Report Underscores SAM’s Position That Prevention Must Remain Top Priority  

WASHINGTON, D.C. — In a powerful new report published today in JAMA Psychiatry, two of the nation’s foremost experts in public health and law dismantle the federal government’s rationale for rescheduling marijuana. Authored by Harvard Medical School professor Dr. Bertha Madras and Heritage Foundation legal scholar Paul Larkin, the report makes the compelling case that the Biden Administration’s recommendation to move marijuana from Schedule I to Schedule III under the Controlled Substances Act is scientifically unsound, legally questionable, and politically motivated. 

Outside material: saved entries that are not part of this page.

//! Board data model.
//!
//! A [`Board`] is a list of [`Column`]s plus a single global sequence of
//! [`Task`]s. There is no per-task position field: the order of a column's
//! tasks is the order in which they appear in the global sequence.

use std::fmt;

use serde::{Deserialize, Serialize};
use uuid::Uuid;

/// Stable identifier of a column.
#[derive(Debug, Clone, Default, PartialEq, Eq, Hash, PartialOrd, Ord, Serialize, Deserialize)]
#[serde(transparent)]
pub struct ColumnId(String);

impl ColumnId {
    /// Creates a column identifier from any string.
    pub fn new(id: impl Into<String>) -> Self {
        Self(id.into())
    }

    /// Returns the string form of this identifier.
    #[must_use]
    pub fn as_str(&self) -> &str {
        &self.0
    }
}

impl fmt::Display for ColumnId {
    fn fmt(&self, f: &mut fmt::Formatter<'_>) -> fmt::Result {
        f.write_str(&self.0)
    }
}

impl From<&str> for ColumnId {
    fn from(id: &str) -> Self {
        Self(id.to_string())
    }
}

impl From<String> for ColumnId {
    fn from(id: String) -> Self {
        Self(id)
    }
}

/// Stable identifier of a task.
///
/// Seeded boards carry arbitrary ids (`"t1"`); ids minted at runtime come
/// from [`TaskId::generate`].
#[derive(Debug, Clone, PartialEq, Eq, Hash, PartialOrd, Ord, Serialize, Deserialize)]
#[serde(transparent)]
pub struct TaskId(String);

impl TaskId {
    /// Creates a task identifier from any string.
    pub fn new(id: impl Into<String>) -> Self {
        Self(id.into())
    }

    /// Mints a fresh, time-ordered identifier of the form `task-<uuid v7>`.
    #[must_use]
    pub fn generate() -> Self {
        Self(format!("task-{}", Uuid::now_v7()))
    }

    /// Returns the string form of this identifier.
    #[must_use]
    pub fn as_str(&self) -> &str {
        &self.0
    }
}

impl fmt::Display for TaskId {
    fn fmt(&self, f: &mut fmt::Formatter<'_>) -> fmt::Result {
        f.write_str(&self.0)
    }
}

impl From<&str> for TaskId {
    fn from(id: &str) -> Self {
        Self(id.to_string())
    }
}

impl From<String> for TaskId {
    fn from(id: String) -> Self {
        Self(id)
    }
}

/// A board column. Column order on the board is display order.
#[derive(Debug, Clone, PartialEq, Eq, Serialize, Deserialize)]
#[serde(rename_all = "camelCase")]
pub struct Column {
    /// Unique identifier, stable for the lifetime of the board.
    pub id: ColumnId,
    /// Display label.
    pub title: String,
    /// Maximum number of tasks accepted by cross-column moves.
    /// `None` means unlimited.
    #[serde(default, skip_serializing_if = "Option::is_none")]
    pub wip_limit: Option<u32>,
}

impl Column {
    /// Creates an unlimited column.
    pub fn new(id: impl Into<ColumnId>, title: impl Into<String>) -> Self {
        Self {
            id: id.into(),
            title: title.into(),
            wip_limit: None,
        }
    }

    /// Sets the WIP limit.
    #[must_use]
    pub const fn with_wip_limit(mut self, limit: u32) -> Self {
        self.wip_limit = Some(limit);
        self
    }
}

/// How a priority is treated for display.
#[derive(Debug, Clone, Copy, PartialEq, Eq)]
pub enum PriorityLevel {
    /// `P1`.
    High,
    /// `P2`.
    Medium,
    /// `P3`.
    Low,
    /// Anything else; rendered with the default treatment.
    Unknown,
}

/// Task priority.
///
/// The canonical values are `P1`, `P2` and `P3`, but the set is open:
/// unrecognised strings are kept verbatim in [`Priority::Other`] and
/// survive a save/load cycle unchanged.
#[derive(Debug, Clone, PartialEq, Eq, Hash, Default, Serialize, Deserialize)]
#[serde(from = "String", into = "String")]
pub enum Priority {
    /// High priority.
    P1,
    /// Medium priority.
    P2,
    /// Low priority (the default for new tasks).
    #[default]
    P3,
    /// Any other value.
    Other(String),
}

impl Priority {
    /// Returns the wire form of this priority.
    #[must_use]
    pub fn as_str(&self) -> &str {
        match self {
            Self::P1 => "P1",
            Self::P2 => "P2",
            Self::P3 => "P3",
            Self::Other(s) => s,
        }
    }

    /// Returns the display level.
    #[must_use]
    pub const fn level(&self) -> PriorityLevel {
        match self {
            Self::P1 => PriorityLevel::High,
            Self::P2 => PriorityLevel::Medium,
            Self::P3 => PriorityLevel::Low,
            Self::Other(_) => PriorityLevel::Unknown,
        }
    }

    /// Returns the badge color used by board views.
    #[must_use]
    pub const fn color(&self) -> &'static str {
        match self.level() {
            PriorityLevel::High => "red",
            PriorityLevel::Medium => "orange",
            PriorityLevel::Low => "green",
            PriorityLevel::Unknown => "gray",
        }
    }

    /// Returns the human-readable label offered by edit forms.
    #[must_use]
    pub const fn label(&self) -> &'static str {
        match self.level() {
            PriorityLevel::High => "High Priority",
            PriorityLevel::Medium => "Medium Priority",
            PriorityLevel::Low => "Low Priority",
            PriorityLevel::Unknown => "Unknown Priority",
        }
    }
}

impl From<String> for Priority {
    fn from(value: String) -> Self {
        match value.as_str() {
            "P1" => Self::P1,
            "P2" => Self::P2,
            "P3" => Self::P3,
            _ => Self::Other(value),
        }
    }
}

impl From<&str> for Priority {
    fn from(value: &str) -> Self {
        Self::from(value.to_string())
    }
}

impl From<Priority> for String {
    fn from(priority: Priority) -> Self {
        match priority {
            Priority::Other(s) => s,
            known => known.as_str().to_string(),
        }
    }
}

impl fmt::Display for Priority {
    fn fmt(&self, f: &mut fmt::Formatter<'_>) -> fmt::Result {
        f.write_str(self.as_str())
    }
}

/// A task card.
#[derive(Debug, Clone, PartialEq, Eq, Serialize, Deserialize)]
#[serde(rename_all = "camelCase")]
pub struct Task {
    /// Unique identifier.
    pub id: TaskId,
    /// Short title.
    pub title: String,
    /// Free text, may be empty.
    #[serde(default)]
    pub description: String,
    /// Person the task is assigned to, may be empty.
    #[serde(default)]
    pub assignee: String,
    /// Priority, see [`Priority`].
    #[serde(default)]
    pub priority: Priority,
    /// Labels, without duplicates.
    #[serde(default)]
    pub tags: Vec<String>,
    /// Column the task lives in.
    pub column_id: ColumnId,
}

impl Task {
    /// Returns `true` if the task carries `tag`.
    #[must_use]
    pub fn has_tag(&self, tag: &str) -> bool {
        self.tags.iter().any(|t| t == tag)
    }
}

/// A task payload that has not been assigned an id yet.
#[derive(Debug, Clone, PartialEq, Eq, Default, Serialize, Deserialize)]
#[serde(rename_all = "camelCase", default)]
pub struct NewTask {
    /// Short title.
    pub title: String,
    /// Free text.
    pub description: String,
    /// Assignee.
    pub assignee: String,
    /// Priority.
    pub priority: Priority,
    /// Labels.
    pub tags: Vec<String>,
    /// Column the task is created in.
    pub column_id: ColumnId,
}

impl NewTask {
    /// Creates a payload with the given title in `column`, defaults elsewhere.
    pub fn new(title: impl Into<String>, column: impl Into<ColumnId>) -> Self {
        Self {
            title: title.into(),
            column_id: column.into(),
            ..Self::default()
        }
    }

    /// Sets the assignee.
    #[must_use]
    pub fn with_assignee(mut self, assignee: impl Into<String>) -> Self {
        self.assignee = assignee.into();
        self
    }

    /// Sets the priority.
    #[must_use]
    pub fn with_priority(mut self, priority: impl Into<Priority>) -> Self {
        self.priority = priority.into();
        self
    }

    /// Sets the tags.
    #[must_use]
    pub fn with_tags<I, T>(mut self, tags: I) -> Self
    where
        I: IntoIterator<Item = T>,
        T: Into<String>,
    {
        self.tags = tags.into_iter().map(Into::into).collect();
        self
    }

    /// Sets the description.
    #[must_use]
    pub fn with_description(mut self, description: impl Into<String>) -> Self {
        self.description = description.into();
        self
    }

    /// Attaches `id`, producing a full task. Duplicate tags are dropped.
    #[must_use]
    pub fn into_task(self, id: TaskId) -> Task {
        Task {
            id,
            title: self.title,
            description: self.description,
            assignee: self.assignee,
            priority: self.priority,
            tags: normalize_tags(self.tags),
            column_id: self.column_id,
        }
    }
}

/// A partial update for a task. Every `Some` field replaces the current one.
#[derive(Debug, Clone, PartialEq, Eq, Default, Serialize, Deserialize)]
#[serde(rename_all = "camelCase", default)]
pub struct TaskPatch {
    /// New title.
    pub title: Option<String>,
    /// New description.
    pub description: Option<String>,
    /// New assignee.
    pub assignee: Option<String>,
    /// New priority.
    pub priority: Option<Priority>,
    /// New tag list.
    pub tags: Option<Vec<String>>,
    /// New column. Changing the column here bypasses WIP limits.
    pub column_id: Option<ColumnId>,
}

impl TaskPatch {
    /// Returns `true` if the patch changes nothing.
    #[must_use]
    pub const fn is_empty(&self) -> bool {
        self.title.is_none()
            && self.description.is_none()
            && self.assignee.is_none()
            && self.priority.is_none()
            && self.tags.is_none()
            && self.column_id.is_none()
    }

    /// Returns `task` with this patch merged in. The id is never changed.
    #[must_use]
    pub fn apply(&self, task: &Task) -> Task {
        let mut merged = task.clone();
        if let Some(title) = &self.title {
            merged.title.clone_from(title);
        }
        if let Some(description) = &self.description {
            merged.description.clone_from(description);
        }
        if let Some(assignee) = &self.assignee {
            merged.assignee.clone_from(assignee);
        }
        if let Some(priority) = &self.priority {
            merged.priority = priority.clone();
        }
        if let Some(tags) = &self.tags {
            merged.tags = normalize_tags(tags.clone());
        }
        if let Some(column_id) = &self.column_id {
            merged.column_id = column_id.clone();
        }
        merged
    }
}

/// Drops repeated tags, keeping the first occurrence of each.
#[must_use]
pub fn normalize_tags(tags: Vec<String>) -> Vec<String> {
    let mut out: Vec<String> = Vec::with_capacity(tags.len());
    for tag in tags {
        if !out.contains(&tag) {
            out.push(tag);
        }
    }
    out
}

/// The persisted aggregate: display-ordered columns plus the global task
/// sequence.
#[derive(Debug, Clone, PartialEq, Eq, Default, Serialize, Deserialize)]
pub struct Board {
    /// Columns in display order.
    #[serde(default)]
    pub columns: Vec<Column>,
    /// Tasks in global order.
    #[serde(default)]
    pub tasks: Vec<Task>,
}

impl Board {
    /// Creates a board from its parts.
    #[must_use]
    pub const fn new(columns: Vec<Column>, tasks: Vec<Task>) -> Self {
        Self { columns, tasks }
    }

    /// Looks up a column by id.
    #[must_use]
    pub fn column(&self, id: &ColumnId) -> Option<&Column> {
        self.columns.iter().find(|c| &c.id == id)
    }

    /// Looks up a task by id.
    #[must_use]
    pub fn task(&self, id: &TaskId) -> Option<&Task> {
        self.tasks.iter().find(|t| &t.id == id)
    }

    /// Returns the tasks of `column` in board order, ignoring any filter.
    pub fn tasks_in<'a>(&'a self, column: &'a ColumnId) -> impl Iterator<Item = &'a Task> + 'a {
        self.tasks.iter().filter(move |t| &t.column_id == column)
    }

    /// Returns `true` if the board has neither columns nor tasks.
    #[must_use]
    pub fn is_empty(&self) -> bool {
        self.columns.is_empty() && self.tasks.is_empty()
    }
}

Dr. Kevin A. Sabet, president of Smart Approaches to Marijuana (SAM) and a former three-time White House drug policy advisor, issued a statement in response to the report: 

“Today’s newly published JAMA Psychiatry report, Rescheduling Cannabis—Medicine or Politics?by Dr. Bertha Madras and Paul Larkin, should serve as a wake-up call for policymakers and the public.  

“It lays bare the deeply flawed reasoning behind the federal government’s recommendation to reschedule marijuana from Schedule I to Schedule III and is a critical resource in the fight to protect public health, especially for youth. 
 

“What we find in this report is what we at SAM have long warned: The move to reschedule marijuana is rooted in politics, not science. The authors meticulously detail how the U.S. Department of Health and Human Services (HHS) ignored long-established legal and scientific standards by substituting new, untested criteria that downplay the drug’s risks and misrepresent its medical utility. It shows, with clarity, that HHS failed to meet the basic standards required to justify such a radical shift in policy. The science simply doesn’t support rescheduling, and this paper proves it. 

“Marijuana is not a safe, proven medicine. Rescheduling it now would send a dangerous message and put prevention efforts at risk, in addition to giving the pot industry a huge tax break. This is exactly the kind of evidence-based, prevention-focused analysis that’s been missing from our national conversation.  

“This report is also a clear reminder of why prevention must remain at the heart of our drug policy strategy. We cannot allow policy to be dictated by commercial interests and political momentum while ignoring public health. As SAM has long stated, if youth delay drug use until age 21, they are far less likely to develop a substance-use disorder. Every policy decision must be judged by whether it helps or hinders that goal. 

“I urge the Drug Enforcement Administration (DEA) to reject HHS’s misguided recommendation and preserve the scientific rigor of the scheduling process. The facts presented in this paper make clear that rescheduling marijuana would undermine decades of prevention work. It will send the wrong message to young people and erode the credibility of the FDA’s medical standards.”